Позвал ли я ее: «Ума-а-а»? Может быть, но даже если и так, я произнес ее имя таким тихим, таким сдавленным голосом, что оно не пробудило в горах ни малейшего эха. Почему ее нет со мной сегодня, этим вечером, когда она мне так нужна? Сидя под старым тамариндом на своем плоском камне, я курю, наблюдая, как тьма постепенно заполняет Английскую лощину. Я думаю об Уме, о том, как она слушала мои рассказы о Букане, думаю о ее лице, укрытом завесой волос, о вкусе соли на ее плече. Я рассказал ей все, она знает теперь мой секрет, и когда она пришла ко мне в последний вечер, это было прощание. Потому она и прятала лицо, и голос ее был тверд и горек, когда она говорила о золоте, когда сказала: «Вы, люди большого мира…» Я не понял тогда, и теперь во мне вскипает злость — на нее, на себя. Лихорадочно шагаю я по долине, потом возвращаюсь и снова усаживаюсь под большим деревом, где уже начинается ночь, комкаю бумаги, карты. Всё это не имеет уже никакого значения! Теперь я знаю, что Ума не придет больше. Я стал для нее как все, как люди с побережья, за которыми манафы следят издали, дожидаясь, пока чужаки не уберутся и не освободят им дорогу.

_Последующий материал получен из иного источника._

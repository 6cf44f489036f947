// shared test helpers
#![allow(dead_code)] // helpers are shared across multiple integration test crates

use axum::body::Body;
use axum::http::{header, Method, Request};
use axum::response::Response;
use chunkyard::{
    config::{AppConfig, ServerConfig, UploadConfig},
    server::create_app,
};
use std::path::{Path, PathBuf};

pub const BOUNDARY: &str = "----chunkyard-boundary";

/// one multipart field
pub enum Part<'a> {
    Text(&'a str, &'a str),
    File(&'a str, &'a [u8]),
}

pub fn file<'a>(filename: &'a str, content: &'a [u8]) -> Part<'a> {
    Part::File(filename, content)
}

pub fn sub_folder(value: &str) -> Part<'_> {
    Part::Text("subFolder", value)
}

pub fn base_config(upload_dir: &Path) -> AppConfig {
    AppConfig {
        server: ServerConfig {
            upload_dir: upload_dir.to_path_buf(),
            ..Default::default()
        },
        ..Default::default()
    }
}

pub fn upload_config(upload_dir: &Path, upload: UploadConfig) -> AppConfig {
    let mut config = base_config(upload_dir);
    config.upload = upload;
    config
}

pub fn app(config: AppConfig) -> axum::Router {
    create_app(config)
}

pub fn multipart_body(boundary: &str, parts: &[Part<'_>]) -> Vec<u8> {
    let mut body = Vec::new();

    for (index, part) in parts.iter().enumerate() {
        body.extend_from_slice(format!("--{boundary}\r\n").as_bytes());
        match part {
            Part::Text(name, value) => {
                body.extend_from_slice(
                    format!("Content-Disposition: form-data; name=\"{name}\"\r\n\r\n").as_bytes(),
                );
                body.extend_from_slice(value.as_bytes());
            }
            Part::File(filename, content) => {
                body.extend_from_slice(
                    format!(
                        "Content-Disposition: form-data; name=\"file{index}\"; filename=\"{filename}\"\r\n"
                    )
                    .as_bytes(),
                );
                body.extend_from_slice(b"Content-Type: application/octet-stream\r\n\r\n");
                body.extend_from_slice(content);
            }
        }
        body.extend_from_slice(b"\r\n");
    }

    body.extend_from_slice(format!("--{boundary}--\r\n").as_bytes());
    body
}

pub fn multipart_request(boundary: &str, body: Vec<u8>) -> Request<Body> {
    Request::builder()
        .method(Method::POST)
        .uri("/upload")
        .header(
            header::CONTENT_TYPE,
            format!("multipart/form-data; boundary={boundary}"),
        )
        .body(Body::from(body))
        .unwrap()
}

pub fn upload_request(parts: &[Part<'_>]) -> Request<Body> {
    multipart_request(BOUNDARY, multipart_body(BOUNDARY, parts))
}

pub async fn body_json(response: Response) -> serde_json::Value {
    let bytes = axum::body::to_bytes(response.into_body(), usize::MAX)
        .await
        .unwrap();
    serde_json::from_slice(&bytes).unwrap()
}

/// every regular file under `dir`, relative to it, sorted
pub fn files_under(dir: &Path) -> Vec<PathBuf> {
    fn walk(root: &Path, dir: &Path, out: &mut Vec<PathBuf>) {
        let Ok(entries) = std::fs::read_dir(dir) else {
            return;
        };
        for entry in entries {
            let path = entry.unwrap().path();
            if path.is_dir() {
                walk(root, &path, out);
            } else {
                out.push(path.strip_prefix(root).unwrap().to_path_buf());
            }
        }
    }

    let mut out = Vec::new();
    walk(dir, dir, &mut out);
    out.sort();
    out
}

В неверном свете сумерек я бегу через долину, карабкаюсь на холмы, чтобы скрыться от этого вездесущего взгляда. Я спотыкаюсь о камни, цепляюсь за уступы базальтовых стен, слышу, как осыпается у меня из-под ног, падает вниз, в долину, земля. Вдали на фоне желтого неба чернеют непроницаемые горы — ни огонька, ничего не видно. Где же живут эти манафы? На востоке — на Питоне или на Лимонной горе, а может, на Билактере, над самым Порт-Матюреном? Они никогда не ночуют два раза подряд в одном месте. Спят в еще теплой золе своих костров, которые тушат с наступлением сумерек, как делали когда-то беглые рабы в горах Маврикия, над Морном. Мне хочется подняться выше, к отрогам гор, но уже темно, и я натыкаюсь на камни, раздирая одежду и руки. Я зову, опять зову Уму, кричу что есть сил: «У-мааа!», мой голос отдается во мраке ущелий странным рычанием, и я сам пугаюсь этого звериного вопля. Тогда, примостившись на каменной осыпи, я жду, пока в долину не вернется тишина. И вновь наступают покой и чистота, и мрак скрывает все вокруг, и мне не хочется больше думать о завтрашнем дне. Пусть все будет так, словно ничего не случилось.